> _What this task involves_: Whenever a line of the material contains the string "already", it should be copied.
########
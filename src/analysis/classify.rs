//! Classifier strategies.
//!
//! `Static` uses the key table from the registry or configuration. `Discover`
//! is a fallback for dataset revisions whose keys are unknown: each source is
//! bound to whichever key reports exactly the reference production and
//! capacity for one known year. It is fragile if two sources share a
//! measurement pair in that year, in which case the source stays unresolved.

use crate::analysis::period::year_from_period;
use crate::categories::CategoryTable;
use crate::model::{EnergySource, Record};
use crate::reference::ReferenceTable;
use serde::{Deserialize, Serialize};
use std::collections::BTreeSet;
use std::fmt;
use tracing::{info, warn};

#[derive(Debug, Clone, Copy, Default, PartialEq, Eq, Serialize, Deserialize, clap::ValueEnum)]
#[serde(rename_all = "lowercase")]
pub enum ClassifierStrategy {
    #[default]
    Static,
    Discover,
}

/// Why discovery could not bind a source.
#[derive(Debug, Clone, PartialEq)]
pub enum DiscoveryIssue {
    /// The reference table has no value for the discovery year.
    NoReferenceValue,
    NoMatch,
    /// Several distinct keys matched; none is picked.
    Ambiguous(Vec<String>),
    /// The only matching key is already bound to another source.
    KeyTaken { key: String, by: EnergySource },
}

impl fmt::Display for DiscoveryIssue {
    fn fmt(&self, f: &mut fmt::Formatter<'_>) -> fmt::Result {
        match self {
            DiscoveryIssue::NoReferenceValue => write!(f, "no reference value for discovery year"),
            DiscoveryIssue::NoMatch => write!(f, "no record matches the reference values"),
            DiscoveryIssue::Ambiguous(keys) => write!(f, "multiple keys match: {}", keys.join(", ")),
            DiscoveryIssue::KeyTaken { key, by } => write!(f, "matching key {:?} already bound to {}", key, by),
        }
    }
}

#[derive(Debug, Clone, Default, PartialEq)]
pub struct Discovery {
    pub table: CategoryTable,
    pub unresolved: Vec<(EnergySource, DiscoveryIssue)>,
}

/// Binds sources to keys by matching `year`'s reference values exactly.
///
/// Sources are tried in reference-table order. Unresolved sources are
/// returned as warnings, never as errors.
pub fn discover_categories(records: &[Record], reference: &ReferenceTable, year: i32) -> Discovery {
    let mut discovery = Discovery::default();
    let candidates: Vec<&Record> = records
        .iter()
        .filter(|r| year_from_period(&r.period) == Some(year))
        .collect();

    for (source, _) in reference.iter() {
        let Some(expected) = reference.get(source, year) else {
            discovery.unresolved.push((source, DiscoveryIssue::NoReferenceValue));
            continue;
        };

        let keys: BTreeSet<&str> = candidates
            .iter()
            .filter(|r| r.metrics == *expected)
            .map(|r| r.key.trim())
            .filter(|k| !k.is_empty())
            .collect();

        let issue = match keys.len() {
            0 => DiscoveryIssue::NoMatch,
            1 => {
                let key = keys.into_iter().next().unwrap_or_default();
                match discovery.table.insert(key, source) {
                    Ok(()) => {
                        info!(%source, key, year, "discovered energy source key");
                        continue;
                    }
                    Err(conflict) => DiscoveryIssue::KeyTaken {
                        key: conflict.key,
                        by: conflict.existing,
                    },
                }
            }
            _ => DiscoveryIssue::Ambiguous(keys.into_iter().map(String::from).collect()),
        };
        warn!(%source, year, %issue, "energy source key left unresolved");
        discovery.unresolved.push((source, issue));
    }

    discovery
}
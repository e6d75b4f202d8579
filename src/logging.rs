//! Structured logging for the CBS renewables pipeline
//!
//! Installs a `tracing` subscriber with console output and an optional
//! append-only log file, and provides the failure-classification and
//! summary helpers the pipeline logs through.

use crate::analysis::classify::DiscoveryIssue;
use crate::analysis::groupings::ClassificationSummary;
use crate::model::{EnergySource, FatalKind, FetchError};
use std::fmt;
use std::fs::OpenOptions;
use std::sync::Mutex;
use tracing::{debug, error, info, warn};
use tracing_subscriber::filter::LevelFilter;
use tracing_subscriber::prelude::*;
use tracing_subscriber::{EnvFilter, Layer, Registry, fmt as tfmt};

// ---------------------------------------------------------------------------
// Log Levels
// ---------------------------------------------------------------------------

#[derive(Debug, Clone, Copy, PartialEq, Eq, PartialOrd, Ord)]
pub enum LogLevel {
    Debug,
    Info,
    Warning,
    Error,
}

impl fmt::Display for LogLevel {
    fn fmt(&self, f: &mut fmt::Formatter<'_>) -> fmt::Result {
        match self {
            LogLevel::Debug => write!(f, "DEBUG"),
            LogLevel::Info => write!(f, "INFO"),
            LogLevel::Warning => write!(f, "WARN"),
            LogLevel::Error => write!(f, "ERROR"),
        }
    }
}

impl From<LogLevel> for LevelFilter {
    fn from(level: LogLevel) -> Self {
        match level {
            LogLevel::Debug => LevelFilter::DEBUG,
            LogLevel::Info => LevelFilter::INFO,
            LogLevel::Warning => LevelFilter::WARN,
            LogLevel::Error => LevelFilter::ERROR,
        }
    }
}

// ---------------------------------------------------------------------------
// Failure Classification
// ---------------------------------------------------------------------------

#[derive(Debug, Clone, PartialEq, Eq)]
pub enum FailureType {
    /// Transient network trouble that outlasted the retry budget
    Expected,
    /// Indicates an API change, a bad URL, or a configuration issue
    Unexpected,
    /// Cannot determine if this is expected or not
    Unknown,
}

impl fmt::Display for FailureType {
    fn fmt(&self, f: &mut fmt::Formatter<'_>) -> fmt::Result {
        match self {
            FailureType::Expected => write!(f, "EXPECTED"),
            FailureType::Unexpected => write!(f, "UNEXPECTED"),
            FailureType::Unknown => write!(f, "UNKNOWN"),
        }
    }
}

// ---------------------------------------------------------------------------
// Logger Configuration
// ---------------------------------------------------------------------------

/// Installs the global subscriber.
///
/// `RUST_LOG` takes precedence over `min_level`. The log file, if any, is
/// opened in append mode and always carries timestamps. Calling this twice
/// keeps the first subscriber.
pub fn init_logger(min_level: LogLevel, log_file: Option<&str>, console_timestamps: bool) {
    let filter = EnvFilter::builder()
        .with_default_directive(LevelFilter::from(min_level).into())
        .from_env_lossy();

    let mut layers: Vec<Box<dyn Layer<Registry> + Send + Sync>> = Vec::new();

    let console = tfmt::layer().with_writer(std::io::stderr).with_target(false);
    layers.push(if console_timestamps {
        console.boxed()
    } else {
        console.without_time().boxed()
    });

    if let Some(path) = log_file {
        match OpenOptions::new().create(true).append(true).open(path) {
            Ok(file) => layers.push(
                tfmt::layer()
                    .with_writer(Mutex::new(file))
                    .with_ansi(false)
                    .boxed(),
            ),
            Err(e) => eprintln!("Failed to open log file {}: {}", path, e),
        }
    }

    // Err only if a subscriber is already installed (e.g. across tests).
    let _ = tracing_subscriber::registry()
        .with(layers)
        .with(filter)
        .try_init();
}

// ---------------------------------------------------------------------------
// Failure Classification Helpers
// ---------------------------------------------------------------------------

/// Classify a failed fetch by its error kind.
pub fn classify_fetch_failure(err: &FetchError) -> FailureType {
    match err {
        FetchError::Exhausted { .. } => FailureType::Expected,
        FetchError::Fatal { kind, .. } => match kind {
            FatalKind::HttpStatus | FatalKind::Parse | FatalKind::InvalidUrl => FailureType::Unexpected,
            FatalKind::Request | FatalKind::LinkLoop => FailureType::Unknown,
        },
        FetchError::Client(_) => FailureType::Unexpected,
    }
}

// ---------------------------------------------------------------------------
// Structured Failure Logging
// ---------------------------------------------------------------------------

/// Log a fetch failure once, with automatic classification.
pub fn log_fetch_failure(err: &FetchError) -> FailureType {
    let failure_type = classify_fetch_failure(err);
    match failure_type {
        FailureType::Expected => warn!(failure = %failure_type, "{}", err),
        FailureType::Unexpected | FailureType::Unknown => error!(failure = %failure_type, "{}", err),
    }
    failure_type
}

// ---------------------------------------------------------------------------
// Summary Logging
// ---------------------------------------------------------------------------

/// Log what classification kept and dropped.
pub fn log_classification_summary(summary: &ClassificationSummary) {
    if summary.dropped() == 0 && summary.coerced_values == 0 {
        info!(
            total = summary.total,
            kept = summary.kept,
            "all records classified"
        );
        return;
    }
    warn!(
        total = summary.total,
        kept = summary.kept,
        unknown_category = summary.unknown_category,
        no_year = summary.no_year,
        below_min_year = summary.below_min_year,
        duplicate_years = summary.duplicate_years,
        coerced_values = summary.coerced_values,
        "some records were dropped or zeroed"
    );
    if !summary.unknown_keys.is_empty() {
        let keys: Vec<&str> = summary.unknown_keys.iter().map(String::as_str).collect();
        debug!(keys = %keys.join(", "), "unclassified energy source keys");
    }
}

/// Log sources the discovery classifier could not bind.
pub fn log_unresolved_sources(unresolved: &[(EnergySource, DiscoveryIssue)]) {
    for (source, issue) in unresolved {
        warn!(%source, %issue, "energy source unresolved; its reference checks will fail");
    }
}
//! Deterministic cache keys for server resources
//!
//! A key is an ordered list of tokens: the resource root, an optional path
//! segment identifying a single record (or an owning mosque), and an optional
//! set of query parameters. Query parameters are held in a sorted map and
//! `null` values are dropped, so two parameter sets that differ only in
//! insertion order or in explicitly-null fields produce equal keys.

use crate::error::{AdminError, Result};
use serde::{Deserialize, Serialize};
use serde_json::{Map, Number, Value};
use std::collections::BTreeMap;
use std::fmt;

/// A primitive query-parameter value
#[derive(Debug, Clone, PartialEq, Eq, Hash, Serialize, Deserialize)]
#[serde(untagged)]
pub enum ParamValue {
    Bool(bool),
    Number(Number),
    String(String),
}

impl From<bool> for ParamValue {
    fn from(value: bool) -> Self {
        Self::Bool(value)
    }
}

impl From<&str> for ParamValue {
    fn from(value: &str) -> Self {
        Self::String(value.to_string())
    }
}

impl From<String> for ParamValue {
    fn from(value: String) -> Self {
        Self::String(value)
    }
}

macro_rules! param_value_from_int {
    ($($ty:ty),*) => {
        $(
            impl From<$ty> for ParamValue {
                fn from(value: $ty) -> Self {
                    Self::Number(Number::from(value))
                }
            }
        )*
    };
}

param_value_from_int!(i8, i16, i32, i64, u8, u16, u32, u64);

impl From<f64> for ParamValue {
    fn from(value: f64) -> Self {
        // Non-finite floats have no JSON number form
        Number::from_f64(value).map_or_else(|| Self::String(value.to_string()), Self::Number)
    }
}

impl From<ParamValue> for Value {
    fn from(value: ParamValue) -> Self {
        match value {
            ParamValue::Bool(b) => Value::Bool(b),
            ParamValue::Number(n) => Value::Number(n),
            ParamValue::String(s) => Value::String(s),
        }
    }
}

/// Canonical query parameters: sorted by name, primitives only, no nulls
#[derive(Debug, Clone, Default, PartialEq, Eq, Hash, Serialize, Deserialize)]
pub struct QueryParams(BTreeMap<String, ParamValue>);

impl QueryParams {
    #[must_use]
    pub fn new() -> Self {
        Self::default()
    }

    /// Add a parameter, replacing any previous value under the same name
    #[must_use]
    pub fn with(mut self, name: impl Into<String>, value: impl Into<ParamValue>) -> Self {
        self.insert(name, value);
        self
    }

    /// Add a parameter only when it has a value
    #[must_use]
    pub fn with_opt<V: Into<ParamValue>>(self, name: impl Into<String>, value: Option<V>) -> Self {
        match value {
            Some(v) => self.with(name, v),
            None => self,
        }
    }

    pub fn insert(&mut self, name: impl Into<String>, value: impl Into<ParamValue>) {
        self.0.insert(name.into(), value.into());
    }

    #[must_use]
    pub fn get(&self, name: &str) -> Option<&ParamValue> {
        self.0.get(name)
    }

    #[must_use]
    pub fn is_empty(&self) -> bool {
        self.0.is_empty()
    }

    #[must_use]
    pub fn len(&self) -> usize {
        self.0.len()
    }

    /// Build parameters from any serializable query struct
    ///
    /// `None`/`null` fields are skipped. A unit or `null` value yields an
    /// empty parameter set.
    ///
    /// # Errors
    /// Returns `AdminError::Validation` if the value is not a flat object of
    /// primitives, or `AdminError::Serialization` if it cannot be serialized.
    pub fn from_serialize<T: Serialize + ?Sized>(query: &T) -> Result<Self> {
        match serde_json::to_value(query)? {
            Value::Null => Ok(Self::new()),
            Value::Object(fields) => Self::from_json_object(fields),
            other => Err(AdminError::validation(
                "query",
                format!("query parameters must be an object, got {other}"),
            )),
        }
    }

    fn from_json_object(fields: Map<String, Value>) -> Result<Self> {
        let mut params = Self::new();
        for (name, value) in fields {
            match value {
                Value::Null => {}
                Value::Bool(b) => params.insert(name, b),
                Value::Number(n) => params.insert(name, ParamValue::Number(n)),
                Value::String(s) => params.insert(name, s),
                Value::Array(_) | Value::Object(_) => {
                    return Err(AdminError::validation(
                        name,
                        "query parameters must be primitive values",
                    ))
                }
            }
        }
        Ok(params)
    }

    fn to_json(&self) -> Value {
        Value::Object(
            self.0
                .iter()
                .map(|(k, v)| (k.clone(), Value::from(v.clone())))
                .collect(),
        )
    }
}

impl<K: Into<String>, V: Into<ParamValue>> FromIterator<(K, V)> for QueryParams {
    fn from_iter<I: IntoIterator<Item = (K, V)>>(iter: I) -> Self {
        Self(
            iter.into_iter()
                .map(|(k, v)| (k.into(), v.into()))
                .collect(),
        )
    }
}

/// Typed query structs that contribute a params token to a key
pub trait ToQueryParams {
    fn to_query_params(&self) -> QueryParams;
}

impl ToQueryParams for QueryParams {
    fn to_query_params(&self) -> QueryParams {
        self.clone()
    }
}

/// A single-record path segment, rendered as `{path: value}` in the key
#[derive(Debug, Clone, PartialEq, Eq, Hash, Serialize, Deserialize)]
pub struct PathSegment {
    pub path: String,
    pub value: String,
}

impl PathSegment {
    #[must_use]
    pub fn new(path: impl Into<String>, value: impl Into<String>) -> Self {
        Self {
            path: path.into(),
            value: value.into(),
        }
    }
}

/// One token of a [`QueryKey`]
#[derive(Debug, Clone, PartialEq, Eq, Hash)]
pub enum KeyToken {
    Root(String),
    Path(PathSegment),
    Params(QueryParams),
}

impl KeyToken {
    fn to_json(&self) -> Value {
        match self {
            Self::Root(root) => Value::String(root.clone()),
            Self::Path(segment) => {
                let mut map = Map::new();
                map.insert(segment.path.clone(), Value::String(segment.value.clone()));
                Value::Object(map)
            }
            Self::Params(params) => params.to_json(),
        }
    }
}

/// Structural cache key; the first token is always the resource root
#[derive(Debug, Clone, PartialEq, Eq, Hash)]
pub struct QueryKey {
    tokens: Vec<KeyToken>,
}

impl QueryKey {
    /// Resource root this key belongs to
    #[must_use]
    pub fn root(&self) -> &str {
        match self.tokens.first() {
            Some(KeyToken::Root(root)) => root,
            _ => "",
        }
    }

    /// Whether the key's first token equals `root`
    #[must_use]
    pub fn has_root(&self, root: &str) -> bool {
        self.root() == root
    }

    #[must_use]
    pub fn tokens(&self) -> &[KeyToken] {
        &self.tokens
    }

    #[must_use]
    pub fn path(&self) -> Option<&PathSegment> {
        self.tokens.iter().find_map(|token| match token {
            KeyToken::Path(segment) => Some(segment),
            _ => None,
        })
    }

    #[must_use]
    pub fn params(&self) -> Option<&QueryParams> {
        self.tokens.iter().find_map(|token| match token {
            KeyToken::Params(params) => Some(params),
            _ => None,
        })
    }

    /// JSON array form, e.g. `["events",{"year":2024}]`
    #[must_use]
    pub fn to_json(&self) -> Value {
        Value::Array(self.tokens.iter().map(KeyToken::to_json).collect())
    }
}

impl fmt::Display for QueryKey {
    fn fmt(&self, f: &mut fmt::Formatter<'_>) -> fmt::Result {
        write!(f, "{}", self.to_json())
    }
}

/// Build `[root, params]`, or `[root]` when `params` is absent or empty
#[must_use]
pub fn build_query_key(root: &str, params: Option<QueryParams>) -> QueryKey {
    let mut tokens = vec![KeyToken::Root(root.to_string())];
    if let Some(params) = params.filter(|p| !p.is_empty()) {
        tokens.push(KeyToken::Params(params));
    }
    QueryKey { tokens }
}

/// Build `[root, {path: value}, params]`; the params token is omitted when empty
#[must_use]
pub fn build_query_key_with_path(
    root: &str,
    segment: PathSegment,
    params: Option<QueryParams>,
) -> QueryKey {
    let mut tokens = vec![KeyToken::Root(root.to_string()), KeyToken::Path(segment)];
    if let Some(params) = params.filter(|p| !p.is_empty()) {
        tokens.push(KeyToken::Params(params));
    }
    QueryKey { tokens }
}

#[cfg(test)]
mod tests {
    use super::*;
    use serde_json::json;

    #[test]
    fn test_build_query_key_with_params() {
        let key = build_query_key("events", Some(QueryParams::new().with("year", 2024)));
        assert_eq!(key.to_json(), json!(["events", {"year": 2024}]));

        let again = build_query_key("events", Some(QueryParams::new().with("year", 2024)));
        assert_eq!(key, again);
    }

    #[test]
    fn test_build_query_key_without_params() {
        let none = build_query_key("events", None);
        let empty = build_query_key("events", Some(QueryParams::new()));
        assert_eq!(none.to_json(), json!(["events"]));
        assert_eq!(none, empty);
        assert_eq!(none.tokens().len(), 1);
    }

    #[test]
    fn test_build_query_key_with_path_and_no_params() {
        let key = build_query_key_with_path(
            "prayer-config",
            PathSegment::new("prayer_config_id", "abc"),
            None,
        );
        assert_eq!(key.to_json(), json!(["prayer-config", {"prayer_config_id": "abc"}]));
        assert_eq!(key.path().map(|p| p.value.as_str()), Some("abc"));
        assert!(key.params().is_none());
    }

    #[test]
    fn test_path_segment_changes_key() {
        let params = QueryParams::new().with("page", 1);
        let plain = build_query_key("events", Some(params.clone()));
        let with_path =
            build_query_key_with_path("events", PathSegment::new("mosque_id", "m1"), Some(params));
        assert_ne!(plain, with_path);
        assert!(with_path.has_root("events"));
    }

    #[test]
    fn test_param_order_does_not_matter() {
        let a = QueryParams::new().with("year", 2024).with("month", 3);
        let b = QueryParams::new().with("month", 3).with("year", 2024);
        assert_eq!(
            build_query_key("prayer-times", Some(a)),
            build_query_key("prayer-times", Some(b))
        );
    }

    #[test]
    fn test_from_serialize_drops_nulls() {
        #[derive(Serialize)]
        struct Query {
            year: i32,
            month: Option<u32>,
            hijri: bool,
        }

        let params = QueryParams::from_serialize(&Query {
            year: 2024,
            month: None,
            hijri: false,
        })
        .unwrap();

        assert_eq!(params.len(), 2);
        assert!(params.get("month").is_none());
        assert_eq!(params, QueryParams::new().with("hijri", false).with("year", 2024));
    }

    #[test]
    fn test_from_serialize_rejects_nested_values() {
        let err = QueryParams::from_serialize(&json!({"ids": [1, 2]})).unwrap_err();
        assert!(err.field_errors().unwrap().contains("ids"));

        assert!(QueryParams::from_serialize(&json!(5)).is_err());
        assert!(QueryParams::from_serialize(&json!(null)).unwrap().is_empty());
    }

    #[test]
    fn test_float_params() {
        let params = QueryParams::new().with("latitude", 51.5).with("bad", f64::NAN);
        assert!(matches!(params.get("latitude"), Some(ParamValue::Number(_))));
        assert!(matches!(params.get("bad"), Some(ParamValue::String(_))));
    }

    #[test]
    fn test_display_renders_json_array() {
        let key = build_query_key_with_path(
            "events",
            PathSegment::new("mosque_id", "m1"),
            Some(QueryParams::new().with("lang", "en")),
        );
        assert_eq!(key.to_string(), r#"["events",{"mosque_id":"m1"},{"lang":"en"}]"#);
    }
}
########
> _Answer to the exercise_:
    /// The only matching key is already bound to another source.
            DiscoveryIssue::KeyTaken { key, by } => write!(f, "matching key {:?} already bound to {}", key, by),
    // Err only if a subscriber is already installed (e.g. across tests).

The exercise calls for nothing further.